There was no such thing as "standard" English usage in the 14th and 15th
centuries. The upper classes, clerics, and scholars in England were just
getting over using French and Latin. They were starting to use English
more commonly, but it was primarily spoken by the lower and uneducated
classes, so nobody had gotten around to trying to standardize it at that
point.
And while "standards" regarding singular indefinite "they" may have
changed in the last 6 centuries, the usage is still quite common in
spoken English, which is why it's still an issue. One could make a case
that the loss of either the singular second person (thou, thee, thy) or
the second person subjective case (thou, ye) constitutes a loss of
precision equal to or greater than that posed by singular indefinite
"they", which is far more restricted in scope. However, those forms have
completely disappeared from common use, so nobody makes a fuss over them
anymore. The Quakers made a political/religious point of using "thee",
starting in the 1630s, and the usage persisted as an in-group marker for
about 3 centuries. But the unselfconscious use of "thee" among Quakers
appears to have died out with my grandparents' generation. (In recent
times, it's "thee", never "thou", because of the general trend of
dropping the subjective case.)
> I just know we're going to be talking a bit more about this now. ; )

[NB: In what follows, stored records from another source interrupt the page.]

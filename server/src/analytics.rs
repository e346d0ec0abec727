//! Cross-session win/loss counters and the hardest-secret ranking

use std::collections::{BTreeMap, HashMap};
use std::fmt;

pub const HARDEST_LIMIT: usize = 5;

/// Append-only statistics that outlive individual game sessions
#[derive(Debug, Clone, Default)]
pub struct Analytics {
    games_played: u32,
    wins_by_player: BTreeMap<u32, u32>,
    losses_by_player: BTreeMap<u32, u32>,
    guesses_until_win: HashMap<u32, u32>,
}

impl Analytics {
    pub fn new() -> Self {
        Self::default()
    }

    /// Records a finished game. Every participant other than the winner takes a loss.
    pub fn record_win(&mut self, winner: u32, participants: &[u32], secret: u32, guesses: u32) {
        self.games_played += 1;
        *self.wins_by_player.entry(winner).or_insert(0) += 1;

        for player in participants.iter().filter(|id| **id != winner) {
            *self.losses_by_player.entry(*player).or_insert(0) += 1;
        }

        // A repeated secret keeps its larger count so nothing ever decreases
        let entry = self.guesses_until_win.entry(secret).or_insert(0);
        *entry = (*entry).max(guesses);
    }

    pub fn games_played(&self) -> u32 {
        self.games_played
    }

    pub fn wins(&self, player: u32) -> u32 {
        self.wins_by_player.get(&player).copied().unwrap_or(0)
    }

    pub fn losses(&self, player: u32) -> u32 {
        self.losses_by_player.get(&player).copied().unwrap_or(0)
    }

    pub fn guesses_for(&self, secret: u32) -> Option<u32> {
        self.guesses_until_win.get(&secret).copied()
    }

    /// Top `limit` secrets by guesses until win, hardest first.
    ///
    /// Equal guess counts are ordered by secret value so the ranking is the
    /// same on every run.
    pub fn hardest(&self, limit: usize) -> Vec<(u32, u32)> {
        let mut entries: Vec<(u32, u32)> = self
            .guesses_until_win
            .iter()
            .map(|(secret, guesses)| (*secret, *guesses))
            .collect();

        entries.sort_by(|a, b| b.1.cmp(&a.1).then(a.0.cmp(&b.0)));
        entries.truncate(limit);
        entries
    }
}

impl fmt::Display for Analytics {
    fn fmt(&self, f: &mut fmt::Formatter<'_>) -> fmt::Result {
        writeln!(f, "====== GAME ANALYTICS ======")?;
        writeln!(f, "Games Played: {}", self.games_played)?;
        for (player, wins) in &self.wins_by_player {
            writeln!(f, "Player {} Wins: {}", player, wins)?;
        }
        for (player, losses) in &self.losses_by_player {
            writeln!(f, "Player {} Losses: {}", player, losses)?;
        }

        let hardest = self.hardest(HARDEST_LIMIT);
        if hardest.is_empty() {
            writeln!(f, "No completed games yet to determine hardest secrets.")?;
        } else {
            writeln!(f, "Top hardest secrets (by guesses until win):")?;
            for (rank, (secret, guesses)) in hardest.iter().enumerate() {
                writeln!(
                    f,
                    "#{} Secret: {} | Guesses until win: {}",
                    rank + 1,
                    secret,
                    guesses
                )?;
            }
        }
        write!(f, "============================")
    }
}
//! Local keyboard input, read line by line on its own task

use log::debug;
use tokio::io::{AsyncBufRead, AsyncBufReadExt, BufReader};
use tokio::sync::mpsc;

/// Spawns a task forwarding stdin lines. The channel closes at end of input.
pub fn spawn_stdin_reader() -> mpsc::UnboundedReceiver<String> {
    spawn_line_reader(BufReader::new(tokio::io::stdin()))
}

/// Forwards every line of `source` into the returned channel.
pub fn spawn_line_reader<S>(source: S) -> mpsc::UnboundedReceiver<String>
where
    S: AsyncBufRead + Unpin + Send + 'static,
{
    let (tx, rx) = mpsc::unbounded_channel();

    tokio::spawn(async move {
        let mut lines = source.lines();
        while let Ok(Some(line)) = lines.next_line().await {
            if tx.send(line).is_err() {
                break;
            }
        }
        debug!("Local input closed");
    });

    rx
}
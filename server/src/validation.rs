//! Guess validation
//!
//! Raw inbound text becomes a [`Code`] only when, after trimming surrounding
//! whitespace (carriage returns included), it is exactly `digit_width` ASCII
//! digits. Anything else is rejected without touching coordinator state.

use crate::code::Code;
use crate::error::ValidationError;

pub fn parse_guess(input: &str, digit_width: u8) -> Result<Code, ValidationError> {
    let trimmed = shared::clean_input(input);

    let length = trimmed.chars().count();
    if length != digit_width as usize {
        return Err(ValidationError::WrongLength {
            expected: digit_width,
            found: length,
        });
    }

    let digits = trimmed
        .bytes()
        .map(|byte| {
            if byte.is_ascii_digit() {
                Ok(byte - b'0')
            } else {
                Err(ValidationError::NonDigit)
            }
        })
        .collect::<Result<Vec<u8>, _>>()?;

    Ok(Code::from_digits(digits))
}
//! JSON Feed 1.1 source.
//!
//! One `DiscoveredItem` per `items[]` entry: `id` becomes the source key,
//! the whole entry is the raw content, and the `_reply_to` extension (the
//! id of another entry) becomes the parent key. `next_url` pages are
//! followed lazily, up to [`MAX_PAGES`].

use std::time::Duration;

use courier_shared::{CourierError, DiscoveredItem, Result};
use futures::stream::{self, BoxStream, StreamExt, TryStreamExt};
use reqwest::Client;
use serde::Deserialize;
use tracing::debug;
use url::Url;

use crate::SourceAdapter;
use crate::http::{build_client, classify_send_error, parse_endpoint, read_json};

/// Upper bound on `next_url` hops per discovery pass.
const MAX_PAGES: u32 = 10;

/// Fetches a JSON Feed document over HTTP.
pub struct JsonFeedSource {
    name: String,
    url: Url,
    client: Client,
}

#[derive(Debug, Deserialize)]
struct FeedPage {
    #[serde(default)]
    items: Vec<serde_json::Value>,
    #[serde(default)]
    next_url: Option<String>,
}

impl JsonFeedSource {
    pub fn new(name: impl Into<String>, url: &str) -> Result<Self> {
        let name = name.into();
        let url = parse_endpoint(&format!("source {name}"), url)?;
        Ok(Self {
            name,
            url,
            client: build_client(Duration::from_secs(30))?,
        })
    }

    async fn fetch_page(&self, url: &Url) -> Result<FeedPage> {
        debug!(source = %self.name, %url, "fetching feed page");
        let response = self
            .client
            .get(url.as_str())
            .header("Accept", "application/feed+json, application/json")
            .send()
            .await
            .map_err(|e| classify_send_error(url, e))?;
        let body = read_json(url, response).await?;
        serde_json::from_value(body)
            .map_err(|e| CourierError::parse(format!("{url}: not a JSON Feed document: {e}")))
    }

    /// One unfold step: fetch `next` and work out where to go after it.
    async fn next_page(
        &self,
        next: Option<Url>,
        fetched: u32,
    ) -> Result<Option<(Vec<serde_json::Value>, (Option<Url>, u32))>> {
        let Some(url) = next else {
            return Ok(None);
        };
        let page = self.fetch_page(&url).await?;
        let following = match page.next_url.as_deref() {
            Some(raw) if fetched + 1 < MAX_PAGES => Some(
                url.join(raw)
                    .map_err(|e| CourierError::parse(format!("bad next_url '{raw}': {e}")))?,
            ),
            _ => None,
        };
        Ok(Some((page.items, (following, fetched + 1))))
    }

    fn to_discovered(&self, entry: serde_json::Value) -> Result<DiscoveredItem> {
        let source_key = match entry.get("id") {
            Some(serde_json::Value::String(s)) if !s.is_empty() => s.clone(),
            Some(serde_json::Value::Number(n)) => n.to_string(),
            _ => {
                return Err(CourierError::parse(format!(
                    "source {}: feed item without an id",
                    self.name
                )));
            }
        };
        let parent_key = match entry.get("_reply_to") {
            Some(serde_json::Value::String(s)) => Some(s.clone()),
            Some(serde_json::Value::Number(n)) => Some(n.to_string()),
            _ => None,
        };
        Ok(DiscoveredItem {
            source_name: self.name.clone(),
            source_key,
            raw: entry,
            parent_key,
        })
    }
}

impl SourceAdapter for JsonFeedSource {
    fn name(&self) -> &str {
        &self.name
    }

    fn discover(&self) -> BoxStream<'_, Result<DiscoveredItem>> {
        stream::try_unfold((Some(self.url.clone()), 0u32), move |(next, fetched)| {
            self.next_page(next, fetched)
        })
        .map_ok(move |entries| stream::iter(entries.into_iter().map(move |e| self.to_discovered(e))))
        .try_flatten()
        .boxed()
    }
}

#[cfg(test)]
mod tests {
    use super::*;
    use serde_json::json;
    use wiremock::matchers::{method, path};
    use wiremock::{Mock, MockServer, ResponseTemplate};

    #[tokio::test]
    async fn discovers_items_across_pages() {
        let server = MockServer::start().await;

        Mock::given(method("GET"))
            .and(path("/feed.json"))
            .respond_with(ResponseTemplate::new(200).set_body_json(json!({
                "version": "https://jsonfeed.org/version/1.1",
                "title": "timeline",
                "items": [
                    {"id": "tweet-1", "content_text": "first"},
                    {"id": "tweet-2", "content_text": "reply", "_reply_to": "tweet-1"}
                ],
                "next_url": "/feed-2.json"
            })))
            .mount(&server)
            .await;
        Mock::given(method("GET"))
            .and(path("/feed-2.json"))
            .respond_with(ResponseTemplate::new(200).set_body_json(json!({
                "version": "https://jsonfeed.org/version/1.1",
                "items": [{"id": 3, "content_text": "numeric id"}]
            })))
            .mount(&server)
            .await;

        let source =
            JsonFeedSource::new("twitter", &format!("{}/feed.json", server.uri())).unwrap();
        let items: Vec<DiscoveredItem> = source.discover().try_collect().await.expect("discover");

        let keys: Vec<&str> = items.iter().map(|i| i.source_key.as_str()).collect();
        assert_eq!(keys, vec!["tweet-1", "tweet-2", "3"]);
        assert_eq!(items[1].parent_key.as_deref(), Some("tweet-1"));
        assert_eq!(items[0].raw["content_text"], "first");
        assert_eq!(items[0].key().as_str(), "twitter:tweet-1");
    }

    #[tokio::test]
    async fn server_error_surfaces_as_transient() {
        let server = MockServer::start().await;
        Mock::given(path("/feed.json"))
            .respond_with(ResponseTemplate::new(503))
            .mount(&server)
            .await;

        let source =
            JsonFeedSource::new("twitter", &format!("{}/feed.json", server.uri())).unwrap();
        let results: Vec<Result<DiscoveredItem>> = source.discover().collect().await;
        assert_eq!(results.len(), 1);
        let err = results.into_iter().next().unwrap().unwrap_err();
        assert!(err.is_retryable());
    }

    #[tokio::test]
    async fn item_without_id_is_an_error_element() {
        let server = MockServer::start().await;
        Mock::given(path("/feed.json"))
            .respond_with(ResponseTemplate::new(200).set_body_json(json!({
                "items": [{"content_text": "anonymous"}, {"id": "ok"}]
            })))
            .mount(&server)
            .await;

        let source =
            JsonFeedSource::new("twitter", &format!("{}/feed.json", server.uri())).unwrap();
        let results: Vec<Result<DiscoveredItem>> = source.discover().collect().await;
        assert_eq!(results.len(), 2);
        assert!(results[0].is_err());
        assert_eq!(results[1].as_ref().unwrap().source_key, "ok");
    }
}
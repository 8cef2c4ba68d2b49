//! Discovery runner: pull every active source through the dedup gate.

use std::sync::Arc;

use chrono::Utc;
use courier_adapters::SourceAdapter;
use courier_shared::{Result, RetryPolicy, SourceCursor};
use courier_storage::CursorStore;
use futures::StreamExt;
use tokio_util::sync::CancellationToken;
use tracing::{debug, info, instrument, warn};

use crate::dedup::{Admission, DedupGate};
use crate::observer::{DiscoveryReport, PipelineObserver};
use crate::retry::with_storage_retry;

pub struct DiscoveryRunner {
    gate: DedupGate,
    cursors: Arc<dyn CursorStore>,
    sources: Vec<Arc<dyn SourceAdapter>>,
    storage_retry: RetryPolicy,
}

impl DiscoveryRunner {
    pub fn new(
        gate: DedupGate,
        cursors: Arc<dyn CursorStore>,
        sources: Vec<Arc<dyn SourceAdapter>>,
        storage_retry: RetryPolicy,
    ) -> Self {
        Self {
            gate,
            cursors,
            sources,
            storage_retry,
        }
    }

    /// One pass over every source. A source whose fetch fails is logged and
    /// skipped; only storage errors abort the pass.
    #[instrument(skip_all, fields(sources = self.sources.len()))]
    pub async fn run_once(
        &self,
        observer: &dyn PipelineObserver,
        shutdown: &CancellationToken,
    ) -> Result<DiscoveryReport> {
        let mut report = DiscoveryReport::default();

        for source in &self.sources {
            if shutdown.is_cancelled() {
                debug!("shutdown requested, stopping admission");
                break;
            }
            self.discover_source(source.as_ref(), observer, shutdown, &mut report)
                .await?;
        }

        info!(
            admitted = report.admitted,
            already_seen = report.already_seen,
            errors = report.errors,
            "discovery pass finished"
        );
        Ok(report)
    }

    async fn discover_source(
        &self,
        source: &dyn SourceAdapter,
        observer: &dyn PipelineObserver,
        shutdown: &CancellationToken,
        report: &mut DiscoveryReport,
    ) -> Result<()> {
        let name = source.name();
        let existing = with_storage_retry(&self.storage_retry, "get_cursor", || {
            self.cursors.get_cursor(name)
        })
        .await?;
        let mut cursor = existing.unwrap_or_else(|| SourceCursor {
            source_name: name.to_string(),
            last_key: None,
            last_checked: None,
            active: true,
            admitted_total: 0,
        });
        if !cursor.active {
            debug!(source = name, "source paused, skipping");
            return Ok(());
        }
        report.sources_checked += 1;

        let mut admitted = 0u64;
        let mut stream = source.discover();
        while let Some(next) = stream.next().await {
            if shutdown.is_cancelled() {
                break;
            }
            let discovered = match next {
                Ok(d) => d,
                Err(e) if e.is_storage() => return Err(e),
                Err(e) => {
                    warn!(source = name, error = %e, "source error, skipping");
                    report.errors += 1;
                    continue;
                }
            };

            let key = discovered.source_key.clone();
            match self.gate.admit(discovered).await? {
                Admission::Admitted(item) => {
                    observer.item_admitted(&item.key);
                    report.admitted += 1;
                    admitted += 1;
                    cursor.last_key = Some(key);
                }
                Admission::AlreadySeen => report.already_seen += 1,
            }
        }

        cursor.last_checked = Some(Utc::now());
        cursor.admitted_total += admitted;
        with_storage_retry(&self.storage_retry, "save_cursor", || {
            self.cursors.save_cursor(&cursor)
        })
        .await?;

        debug!(source = name, admitted, "source checked");
        Ok(())
    }
}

But of course :-) Indefinite pronouns in English were part of the focus
of my bachelor's thesis, many years ago.
I generally try to avoid singular "they" in formal technical
documentation, because it's not accepted as standard. But personally,
I'm in favor of it. I recently edited a role-playing game manual that
had singular indefinite "they" all over it. It sounded natural and
conversational, and rewriting it to plural, to my ear, would have
sounded stilted.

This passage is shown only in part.